**Saved entries:**
Content starts
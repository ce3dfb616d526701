//! Pan/zoom state of a surface, in normalized domain coordinates.
//!
//! A window of `(0.0, 1.0)` on an axis shows that axis' full data domain.
//! Zooming shrinks the window around an anchor, panning slides it.

use crate::surface::AxisMask;

/// Smallest visible fraction of a domain
const MIN_SPAN: f64 = 1e-3;
/// Largest visible multiple of a domain
const MAX_SPAN: f64 = 1e3;

#[derive(Debug, Clone, Copy, PartialEq)]
pub struct ViewWindow {
    pub x: (f64, f64),
    pub y: (f64, f64),
}

impl Default for ViewWindow {
    fn default() -> Self {
        Self {
            x: (0.0, 1.0),
            y: (0.0, 1.0),
        }
    }
}

impl ViewWindow {
    pub fn is_identity(&self) -> bool {
        *self == Self::default()
    }

    /// Zoom both axes by `factor` (>1 zooms in) keeping the anchor point fixed.
    /// Anchors are fractions of the visible area, `(0, 0)` = left/bottom.
    pub fn zoom(&mut self, factor: f64, anchor_x: f64, anchor_y: f64) {
        self.zoom_on(AxisMask::XY, factor, anchor_x, anchor_y);
    }

    /// Like [`ViewWindow::zoom`], restricted to the axes in `mask`
    pub fn zoom_on(&mut self, mask: AxisMask, factor: f64, anchor_x: f64, anchor_y: f64) {
        if !(factor.is_finite() && factor > 0.0) {
            return;
        }
        if mask.x() {
            self.x = zoom_axis(self.x, factor, anchor_x);
        }
        if mask.y() {
            self.y = zoom_axis(self.y, factor, anchor_y);
        }
    }

    /// Slide by a fraction of the visible area; positive `dx` reveals data to the left
    pub fn pan(&mut self, dx: f64, dy: f64) {
        self.pan_on(AxisMask::XY, dx, dy);
    }

    pub fn pan_on(&mut self, mask: AxisMask, dx: f64, dy: f64) {
        if mask.x() {
            let shift = dx * (self.x.1 - self.x.0);
            self.x = (self.x.0 - shift, self.x.1 - shift);
        }
        if mask.y() {
            let shift = dy * (self.y.1 - self.y.0);
            self.y = (self.y.0 - shift, self.y.1 - shift);
        }
    }

    pub fn reset(&mut self) {
        *self = Self::default();
    }

    /// Visible part of an x-domain given in milliseconds
    pub fn apply_x(&self, domain: (i64, i64)) -> (i64, i64) {
        let (lo, hi) = apply((domain.0 as f64, domain.1 as f64), self.x);
        (lo.round() as i64, hi.round() as i64)
    }

    /// Visible part of a y-domain
    pub fn apply_y(&self, domain: (f64, f64)) -> (f64, f64) {
        apply(domain, self.y)
    }
}

fn zoom_axis(window: (f64, f64), factor: f64, anchor: f64) -> (f64, f64) {
    let span = window.1 - window.0;
    let new_span = (span / factor).clamp(MIN_SPAN, MAX_SPAN);
    let pivot = window.0 + anchor.clamp(0.0, 1.0) * span;
    let lo = pivot - (pivot - window.0) * new_span / span;
    (lo, lo + new_span)
}

fn apply(domain: (f64, f64), window: (f64, f64)) -> (f64, f64) {
    let span = domain.1 - domain.0;
    (domain.0 + window.0 * span, domain.0 + window.1 * span)
}

/// Distance between two pointers, used for pinch gestures
pub fn pointer_distance(a: (f64, f64), b: (f64, f64)) -> f64 {
    ((a.0 - b.0).powi(2) + (a.1 - b.1).powi(2)).sqrt()
}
Content ends
Your response should hold only an exact copy of the lines above, from the one containing "let shift = dx" through the end of the entries.

            let shift = dx * (self.x.1 - self.x.0);
            self.x = (self.x.0 - shift, self.x.1 - shift);
        }
        if mask.y() {
            let shift = dy * (self.y.1 - self.y.0);
            self.y = (self.y.0 - shift, self.y.1 - shift);
        }
    }

    pub fn reset(&mut self) {
        *self = Self::default();
    }

    /// Visible part of an x-domain given in milliseconds
    pub fn apply_x(&self, domain: (i64, i64)) -> (i64, i64) {
        let (lo, hi) = apply((domain.0 as f64, domain.1 as f64), self.x);
        (lo.round() as i64, hi.round() as i64)
    }

    /// Visible part of a y-domain
    pub fn apply_y(&self, domain: (f64, f64)) -> (f64, f64) {
        apply(domain, self.y)
    }
}

fn zoom_axis(window: (f64, f64), factor: f64, anchor: f64) -> (f64, f64) {
    let span = window.1 - window.0;
    let new_span = (span / factor).clamp(MIN_SPAN, MAX_SPAN);
    let pivot = window.0 + anchor.clamp(0.0, 1.0) * span;
    let lo = pivot - (pivot - window.0) * new_span / span;
    (lo, lo + new_span)
}

fn apply(domain: (f64, f64), window: (f64, f64)) -> (f64, f64) {
    let span = domain.1 - domain.0;
    (domain.0 + window.0 * span, domain.0 + window.1 * span)
}

/// Distance between two pointers, used for pinch gestures
pub fn pointer_distance(a: (f64, f64), b: (f64, f64)) -> f64 {
    ((a.0 - b.0).powi(2) + (a.1 - b.1).powi(2)).sqrt()
}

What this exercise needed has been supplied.